The Junta of Happenstance
- Author: Tolu Oloruntoba
- Cover artist: Kate Hargreaves
- Language: English
- Genre: Poetry
- Publisher: Palimpsest Press
- Publication date: May 1, 2021
- Publication place: Canada
- Media type: Print (paperback)
- Pages: 80
- Award: Governor General's Literary Award
- ISBN: 978-1989287729

= The Junta of Happenstance =

Book by Tolu Oloruntoba

The Junta of Happenstance is a book written by Nigerian-Canadian poet and physician Tolu Olonuntoba from British Columbia, Canada. It is a debut collection of poetry published in May 2021 by Palimpsest Press of Windsor, Ontario. The book is the winner of the 2021 Governor General's Literary Award for English-language poetry.

== Backstory ==
Olonuntoba originally wrote The Junta of Happenstance as a trilogy of thematically linked chapbooks. Since he completed about twenty to twenty-five poems over a three-year period, he realized that it would be less of a daunting task if he concentrated his efforts on each of the three sections individually, instead of trying to write an entire book all at once.

== Synopsis ==

The Junta of Happenstance is Olonuntoba's poetic debut and is a compendium of dis-ease. It encompasses disease in the traditional sense, as informed by his experiences as a physician, as well as dis-ease, used as a primer for familial dysfunction, (im)migrant experience, and urban / corporate unease. With awareness and insight, Olonuntoba is able to make sense of a current situation by finding beauty in turmoil, and strength in pain.

== Awards ==
The Junta of Happenstance won the Governor General's Literary Award for English-language poetry at the 2021 Governor General's Awards.

== Reception ==
The book was generally well received.

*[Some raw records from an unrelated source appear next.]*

//! Request-processing middleware and extractors.
//!
//! - [`gate`]: route-level access control applied to every request
//! - [`auth`]: extractors exposing the resolved session to handlers
//! - [`role`]: role checks for handlers and sub-routers
//!
//! # Flow
//!
//! 1. The browser sends the `session` cookie.
//! 2. [`gate::session_gate`] classifies the path, resolves the cookie and
//!    either allows, redirects or rejects. Allowed sessions are stored in the
//!    request extensions.
//! 3. Handlers take [`auth::AuthUser`] (or a role extractor) to read them.
//!
//! ```ignore
//! use crate::middleware::role::RequireAdmin;
//!
//! async fn delete_course(RequireAdmin(admin): RequireAdmin, Path(id): Path<CourseId>) {
//!     // only reached by ADMIN sessions
//! }
//! ```

pub mod auth;
pub mod gate;
pub mod role;
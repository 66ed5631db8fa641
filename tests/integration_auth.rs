mod common;

use axum::http::StatusCode;
use common::{
    body_json, create_test_user, generate_unique_email, get, json_request, session_set_cookies,
    test_app,
};
use serde_json::json;
use sqlx::PgPool;
use tower::ServiceExt;

use vibeflix_auth::Role;

fn cookie_pair(set_cookie: &str) -> String {
    set_cookie.split(';').next().unwrap_or_default().to_string()
}

#[sqlx::test(migrations = "./migrations")]
async fn test_login_success_sets_session_cookie(pool: PgPool) {
    let email = generate_unique_email();
    create_test_user(&pool, &email, "testpass123", Role::Student).await;

    let app = test_app(pool.clone());

    let response = app
        .clone()
        .oneshot(json_request(
            "POST",
            "/api/auth/login",
            None,
            json!({ "email": email, "password": "testpass123" }),
        ))
        .await
        .unwrap();

    assert_eq!(response.status(), StatusCode::OK);
    let cookies = session_set_cookies(&response);
    assert_eq!(cookies.len(), 1);

    let body = body_json(response).await;
    assert_eq!(body["user"]["email"], email);
    assert_eq!(body["user"]["role"], "STUDENT");
    assert!(body["user"].get("password").is_none());

    let cookie = cookie_pair(&cookies[0]);
    let response = app
        .oneshot(get("/api/auth/me", Some(&cookie)))
        .await
        .unwrap();

    assert_eq!(response.status(), StatusCode::OK);
    assert_eq!(body_json(response).await["user"]["email"], email);
}

#[sqlx::test(migrations = "./migrations")]
async fn test_login_wrong_password(pool: PgPool) {
    let email = generate_unique_email();
    create_test_user(&pool, &email, "testpass123", Role::Student).await;

    let response = test_app(pool)
        .oneshot(json_request(
            "POST",
            "/api/auth/login",
            None,
            json!({ "email": email, "password": "wrongpass" }),
        ))
        .await
        .unwrap();

    assert_eq!(response.status(), StatusCode::UNAUTHORIZED);
    assert!(session_set_cookies(&response).is_empty());
}

#[sqlx::test(migrations = "./migrations")]
async fn test_login_unknown_email(pool: PgPool) {
    let response = test_app(pool)
        .oneshot(json_request(
            "POST",
            "/api/auth/login",
            None,
            json!({ "email": "nobody@test.com", "password": "whatever" }),
        ))
        .await
        .unwrap();

    assert_eq!(response.status(), StatusCode::UNAUTHORIZED);
}

#[sqlx::test(migrations = "./migrations")]
async fn test_login_invalid_payload(pool: PgPool) {
    let response = test_app(pool)
        .oneshot(json_request(
            "POST",
            "/api/auth/login",
            None,
            json!({ "email": "not-an-email", "password": "" }),
        ))
        .await
        .unwrap();

    assert_eq!(response.status(), StatusCode::BAD_REQUEST);
    let body = body_json(response).await;
    assert_eq!(body["error"], "Dados inválidos");
    assert!(body.get("details").is_some());
}

#[sqlx::test(migrations = "./migrations")]
async fn test_register_creates_student(pool: PgPool) {
    let email = generate_unique_email();
    let app = test_app(pool.clone());

    let response = app
        .clone()
        .oneshot(json_request(
            "POST",
            "/api/auth/register",
            None,
            json!({ "name": "Nova Aluna", "email": email, "password": "segredo123" }),
        ))
        .await
        .unwrap();

    assert_eq!(response.status(), StatusCode::CREATED);
    assert_eq!(session_set_cookies(&response).len(), 1);
    assert_eq!(body_json(response).await["user"]["role"], "STUDENT");

    let response = app
        .oneshot(json_request(
            "POST",
            "/api/auth/register",
            None,
            json!({ "name": "Outra", "email": email, "password": "segredo123" }),
        ))
        .await
        .unwrap();

    assert_eq!(response.status(), StatusCode::BAD_REQUEST);
}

Barb Carey, special correspondent to the Toronto Star notices “A sense of disquiet, conveyed in images that are expressive and at times surreal, haunts much of Tolu Oloruntoba's debut collection..." At the Miramichi Reader, Dominique Béchard writes, "The Junta of Happenstance is an impressive debut", and adds, "It has many qualities I find admirable in a first collection: passion, a large number of poems, and a certain playfulness (of music and tone) that relays poetic confidence." David Ly, who interviewed Oloruntoba for the magazine Prism International, calls the book at Goodreads, "An excellent debut, and finalist for the Governor General Literary Awards!"